Use chain rule and product rule

Given:

\sin (x y)+\cos (x+y)=1

Solution:

Differentiate the given equation w.r.t x

\frac{d}{d x}[\sin x y+\cos (x+y)]=\frac{d(1)}{d x}

\frac{d}{d x}[\sin x y]+\frac{d}{d x}[\cos (x+y)]=0 \quad\left[\because \frac{d(\operatorname{cons} \tan t)}{d x}=0\right]

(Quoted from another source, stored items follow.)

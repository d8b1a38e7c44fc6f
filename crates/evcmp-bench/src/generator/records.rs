//! Single-record generators.

use evcmp_core::{CoreFields, FourVector, MissingEnergy, Point, Record, ScalarField};
use rand::Rng;
use rand::rngs::StdRng;

/// PDG ids drawn for generator-level particles.
const PDG_IDS: [i64; 8] = [11, -11, 13, -13, 22, 211, -211, 2212];

fn four_vector(rng: &mut StdRng, max_pt: f64) -> FourVector {
    FourVector {
        px: rng.gen_range(-max_pt..max_pt),
        py: rng.gen_range(-max_pt..max_pt),
        pz: rng.gen_range(-4.0 * max_pt..4.0 * max_pt),
        mass: rng.gen_range(0.0..1.0),
    }
}

fn point(rng: &mut StdRng) -> Point {
    Point {
        x: rng.gen_range(-0.05..0.05),
        y: rng.gen_range(-0.05..0.05),
        z: rng.gen_range(-50.0..50.0),
    }
}

fn charge(rng: &mut StdRng) -> i64 {
    rng.gen_range(-1i64..=1)
}

/// A generator-level particle: momentum, production vertex, PDG id, charge
/// and status.
pub fn gen_particle(rng: &mut StdRng) -> Record {
    let pdg = PDG_IDS[rng.gen_range(0..PDG_IDS.len())];
    Record::core(
        CoreFields {
            p4: Some(four_vector(rng, 100.0)),
            vertex: Some(point(rng)),
            ..CoreFields::default()
        }
        .with_scalar(ScalarField::Type, pdg)
        .with_scalar(ScalarField::Charge, charge(rng))
        .with_scalar(ScalarField::Status, rng.gen_range(1i64..=3)),
    )
}

/// A reconstructed particle: momentum, charge and quality bits.
pub fn reco_particle(rng: &mut StdRng) -> Record {
    Record::core(
        CoreFields {
            p4: Some(four_vector(rng, 80.0)),
            ..CoreFields::default()
        }
        .with_scalar(ScalarField::Charge, charge(rng))
        .with_scalar(ScalarField::Bits, rng.gen_range(0i64..256)),
    )
}

/// A calorimeter-like neutral object: momentum, energy, time and cell id.
pub fn neutral(rng: &mut StdRng) -> Record {
    Record::core(
        CoreFields {
            p4: Some(four_vector(rng, 60.0)),
            ..CoreFields::default()
        }
        .with_scalar(ScalarField::Energy, rng.gen_range(0.5f64..200.0))
        .with_scalar(ScalarField::Time, rng.gen_range(0.0f64..25.0))
        .with_scalar(ScalarField::CellId, rng.gen_range(0i64..1_000_000)),
    )
}

/// A jet: momentum, energy and catchment area.
pub fn jet(rng: &mut StdRng) -> Record {
    Record::core(
        CoreFields {
            p4: Some(four_vector(rng, 300.0)),
            ..CoreFields::default()
        }
        .with_scalar(ScalarField::Energy, rng.gen_range(20.0f64..1500.0))
        .with_scalar(ScalarField::Area, rng.gen_range(0.2f64..0.8)),
    )
}

/// A vertex position.
pub fn vertex(rng: &mut StdRng) -> Record {
    Record::vertex(point(rng))
}

/// A tagger discriminant in `[0, 1)`.
pub fn tag(rng: &mut StdRng) -> Record {
    Record::tagged_value(rng.gen_range(0.0f64..1.0))
}

/// A relative isolation value for a reconstructed lepton or photon.
pub fn isolation(rng: &mut StdRng) -> Record {
    Record::tagged_value(rng.gen_range(0.0f64..2.0))
}

/// A jet flavour label.
pub fn flavour(rng: &mut StdRng) -> Record {
    Record::tagged_value(rng.gen_range(0i64..=5))
}

/// The event's missing transverse energy.
pub fn missing_energy(rng: &mut StdRng) -> Record {
    let magnitude = rng.gen_range(0.0..150.0);
    Record::missing_energy(MissingEnergy {
        magnitude,
        phi: rng.gen_range(-std::f64::consts::PI..std::f64::consts::PI),
        scalar_sum: magnitude + rng.gen_range(50.0..800.0),
    })
}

\frac{d(\sin x y)}{d x y} \times \frac{d x y}{d x}+\frac{d \cos (x+y)}{d(x+y)} \times \frac{d(x+y)}{d x}=0                    [Using chain rule]

\cos (x y) \times\left[x \frac{d y}{d x}+y \frac{d x}{d x}\right]+(-\sin (x+y))\left[\frac{d x}{d x}+\frac{d y}{d x}\right]=0            \left[\begin{array}{c} \frac{d(\sin x)}{d x}=\cos x \\ \frac{d(\cos x)}{d x}=-\sin x \\ \frac{d(u v)}{d x}=u \cdot \frac{d v}{d x}+v \cdot \frac{d u}{d x} \end{array}\right]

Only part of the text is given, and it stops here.